Segment Open

//! Deferred-execution queue for engine timers
//!
//! Deliveries are keyed by `(kind, group)` so the engine can cancel
//! everything aimed at one group. Ordering is earliest deadline first,
//! FIFO within equal deadlines. Dispatch happens outside the queue lock,
//! so handlers are free to post and cancel further entries.

use std::cmp::Ordering;
use std::collections::BinaryHeap;
use std::sync::{Arc, Condvar, Mutex};
use std::thread::{self, JoinHandle};
use std::time::Duration;

use warden_util::Clock;

use crate::group::GroupId;

/// Message kinds served by the timer queue.
#[derive(Debug, Clone, Copy, PartialEq, Eq, Hash)]
pub(crate) enum TimerKind {
    /// Re-check a running group that may have reached its limit.
    CheckTimeout,
    /// Deliver the limit-reached notification.
    LimitReached,
    /// Deliver the session-end notification.
    SessionEnd,
}

/// A scheduled delivery.
#[derive(Debug, Clone, Copy, PartialEq, Eq)]
pub(crate) struct TimerMsg {
    pub kind: TimerKind,
    pub group: GroupId,
}

#[derive(Debug)]
struct Entry {
    due_ms: u64,
    seq: u64,
    msg: TimerMsg,
}

// Min-heap on (due_ms, seq).
impl Ord for Entry {
    fn cmp(&self, other: &Self) -> Ordering {
        (other.due_ms, other.seq).cmp(&(self.due_ms, self.seq))
    }
}

impl PartialOrd for Entry {
    fn partial_cmp(&self, other: &Self) -> Option<Ordering> {
        Some(self.cmp(other))
    }
}

impl PartialEq for Entry {
    fn eq(&self, other: &Self) -> bool {
        self.due_ms == other.due_ms && self.seq == other.seq
    }
}

impl Eq for Entry {}

#[derive(Default)]
struct TimerQueue {
    heap: BinaryHeap<Entry>,
    next_seq: u64,
    shutdown: bool,
}

type Dispatch = Box<dyn Fn(TimerMsg) + Send + Sync>;

struct Shared {
    clock: Arc<dyn Clock>,
    queue: Mutex<TimerQueue>,
    wakeup: Condvar,
    dispatch: Dispatch,
}

/// Single-consumer deferred delivery queue.
pub(crate) struct TimerService {
    shared: Arc<Shared>,
    thread: Option<JoinHandle<()>>,
}

impl TimerService {
    /// Queue served by a dedicated dispatch thread.
    pub fn spawn(clock: Arc<dyn Clock>, dispatch: Dispatch) -> Self {
        let shared = Self::make_shared(clock, dispatch);
        let thread = {
            let shared = shared.clone();
            thread::Builder::new()
                .name("warden-timer".into())
                .spawn(move || run(&shared))
                .expect("failed to spawn timer thread")
        };
        Self {
            shared,
            thread: Some(thread),
        }
    }

    /// Queue without a thread; entries are delivered when [`Self::fire_due`]
    /// drains them. Used by tests to step timers deterministically.
    pub fn manual(clock: Arc<dyn Clock>, dispatch: Dispatch) -> Self {
        Self {
            shared: Self::make_shared(clock, dispatch),
            thread: None,
        }
    }

    fn make_shared(clock: Arc<dyn Clock>, dispatch: Dispatch) -> Arc<Shared> {
        Arc::new(Shared {
            clock,
            queue: Mutex::new(TimerQueue::default()),
            wakeup: Condvar::new(),
            dispatch,
        })
    }

    /// Schedules `(kind, group)` for immediate delivery.
    pub fn post(&self, kind: TimerKind, group: GroupId) {
        self.post_delayed(kind, group, 0);
    }

    /// Schedules delivery of `(kind, group)` at `now + delay_ms`.
    pub fn post_delayed(&self, kind: TimerKind, group: GroupId, delay_ms: u64) {
        let due_ms = self.shared.clock.now_ms().saturating_add(delay_ms);
        {
            let mut queue = self.shared.queue.lock().unwrap();
            let seq = queue.next_seq;
            queue.next_seq += 1;
            queue.heap.push(Entry {
                due_ms,
                seq,
                msg: TimerMsg { kind, group },
            });
        }
        self.shared.wakeup.notify_all();
    }

    /// Drops every pending delivery matching `(kind, group)`.
    pub fn cancel(&self, kind: TimerKind, group: GroupId) {
        {
            let mut queue = self.shared.queue.lock().unwrap();
            queue
                .heap
                .retain(|e| !(e.msg.kind == kind && e.msg.group == group));
        }
        self.shared.wakeup.notify_all();
    }

    /// Delivers every entry due at the current clock reading, including
    /// entries posted by those deliveries. Returns the count delivered.
    pub fn fire_due(&self) -> usize {
        let mut delivered = 0;
        loop {
            let msg = {
                let mut queue = self.shared.queue.lock().unwrap();
                let now_ms = self.shared.clock.now_ms();
                if queue.heap.peek().is_some_and(|e| e.due_ms <= now_ms) {
                    queue.heap.pop().map(|e| e.msg)
                } else {
                    None
                }
            };
            match msg {
                Some(msg) => {
                    (self.shared.dispatch)(msg);
                    delivered += 1;
                }
                None => return delivered,
            }
        }
    }
}

impl Drop for TimerService {
    fn drop(&mut self) {
        if let Some(handle) = self.thread.take() {
            self.shared.queue.lock().unwrap().shutdown = true;
            self.shared.wakeup.notify_all();
            // The last owner may be the dispatch closure running on the
            // timer thread itself; joining there would never return. The
            // thread exits on its own once it sees the shutdown flag.
            if handle.thread().id() != thread::current().id() {
                let _ = handle.join();
            }
        }
    }
}

fn run(shared: &Shared) {
    let mut queue = shared.queue.lock().unwrap();
    loop {
        if queue.shutdown {
            return;
        }
        let now_ms = shared.clock.now_ms();
        match queue.heap.peek().map(|e| e.due_ms) {
            Some(due_ms) if due_ms <= now_ms => {
                let msg = queue.heap.pop().expect("peeked entry vanished").msg;
                drop(queue);
                (shared.dispatch)(msg);
                queue = shared.queue.lock().unwrap();
            }
            Some(due_ms) => {
                let wait = Duration::from_millis(due_ms - now_ms);
                let (guard, _) = shared.wakeup.wait_timeout(queue, wait).unwrap();
                queue = guard;
            }
            None => {
                queue = shared.wakeup.wait(queue).unwrap();
            }
        }
    }
}

#[cfg(test)]
mod tests {
    use super::*;
    use crate::group::GroupKind;
    use std::sync::OnceLock;
    use std::sync::mpsc;
    use warden_util::{ManualClock, ObserverId, SystemClock, Uid, UserId};

    fn group(observer_id: i32) -> GroupId {
        GroupId {
            user_id: UserId::new(0),
            uid: Uid::new(100),
            observer_id: ObserverId::new(observer_id),
            kind: GroupKind::App,
        }
    }

    fn recording(clock: Arc<ManualClock>) -> (TimerService, Arc<Mutex<Vec<TimerMsg>>>) {
        let fired = Arc::new(Mutex::new(Vec::new()));
        let sink = fired.clone();
        let timers = TimerService::manual(
            clock,
            Box::new(move |msg| sink.lock().unwrap().push(msg)),
        );
        (timers, fired)
    }

    #[test]
    fn nothing_fires_before_its_deadline() {
        let clock = Arc::new(ManualClock::new());
        let (timers, fired) = recording(clock.clone());

        timers.post_delayed(TimerKind::CheckTimeout, group(1), 1_000);
        assert_eq!(timers.fire_due(), 0);

        clock.set_ms(999);
        assert_eq!(timers.fire_due(), 0);
        clock.set_ms(1_000);
        assert_eq!(timers.fire_due(), 1);
        assert_eq!(fired.lock().unwrap().len(), 1);
    }

    #[test]
    fn earliest_deadline_first_fifo_within_equal() {
        let clock = Arc::new(ManualClock::new());
        let (timers, fired) = recording(clock.clone());

        timers.post_delayed(TimerKind::CheckTimeout, group(1), 500);
        timers.post_delayed(TimerKind::SessionEnd, group(2), 100);
        timers.post_delayed(TimerKind::LimitReached, group(3), 100);

        clock.set_ms(1_000);
        timers.fire_due();

        let fired = fired.lock().unwrap();
        assert_eq!(fired[0].group, group(2));
        assert_eq!(fired[1].group, group(3));
        assert_eq!(fired[2].group, group(1));
    }

    #[test]
    fn cancel_matches_kind_and_group() {
        let clock = Arc::new(ManualClock::new());
        let (timers, fired) = recording(clock.clone());

        timers.post_delayed(TimerKind::CheckTimeout, group(1), 100);
        timers.post_delayed(TimerKind::SessionEnd, group(1), 100);
        timers.post_delayed(TimerKind::CheckTimeout, group(2), 100);

        timers.cancel(TimerKind::CheckTimeout, group(1));

        clock.set_ms(1_000);
        assert_eq!(timers.fire_due(), 2);
        let fired = fired.lock().unwrap();
        assert!(
            fired
                .iter()
                .all(|m| !(m.kind == TimerKind::CheckTimeout && m.group == group(1)))
        );
    }

    #[test]
    fn reentrant_post_during_dispatch_is_delivered() {
        let clock = Arc::new(ManualClock::new());
        let slot: Arc<OnceLock<Arc<TimerService>>> = Arc::new(OnceLock::new());
        let fired = Arc::new(Mutex::new(Vec::new()));

        let timers = {
            let slot = slot.clone();
            let sink = fired.clone();
            Arc::new(TimerService::manual(
                clock.clone(),
                Box::new(move |msg: TimerMsg| {
                    sink.lock().unwrap().push(msg);
                    if msg.kind == TimerKind::CheckTimeout {
                        slot.get().unwrap().post(TimerKind::LimitReached, msg.group);
                    }
                }),
            ))
        };
        slot.set(timers.clone()).ok().unwrap();

        timers.post_delayed(TimerKind::CheckTimeout, group(1), 50);
        clock.set_ms(50);
        assert_eq!(timers.fire_due(), 2);

        let fired = fired.lock().unwrap();
        assert_eq!(fired[0].kind, TimerKind::CheckTimeout);
        assert_eq!(fired[1].kind, TimerKind::LimitReached);
    }

    #[test]
    fn background_thread_delivers() {
        let (tx, rx) = mpsc::channel();
        let timers = TimerService::spawn(
            Arc::new(SystemClock::new()),
            Box::new(move |msg: TimerMsg| {
                let _ = tx.send(msg);
            }),
        );

        timers.post_delayed(TimerKind::CheckTimeout, group(1), 10);
        let msg = rx.recv_timeout(Duration::from_secs(5)).unwrap();
        assert_eq!(msg.kind, TimerKind::CheckTimeout);
        assert_eq!(msg.group, group(1));
    }
}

Segment Closed

(WHAT TO WORK ON)
Show all of the lines above in which "SessionEnd" is present.

(RESPONSE TO THE EXERCISE)
    SessionEnd,
        timers.post_delayed(TimerKind::SessionEnd, group(2), 100);
        timers.post_delayed(TimerKind::SessionEnd, group(1), 100);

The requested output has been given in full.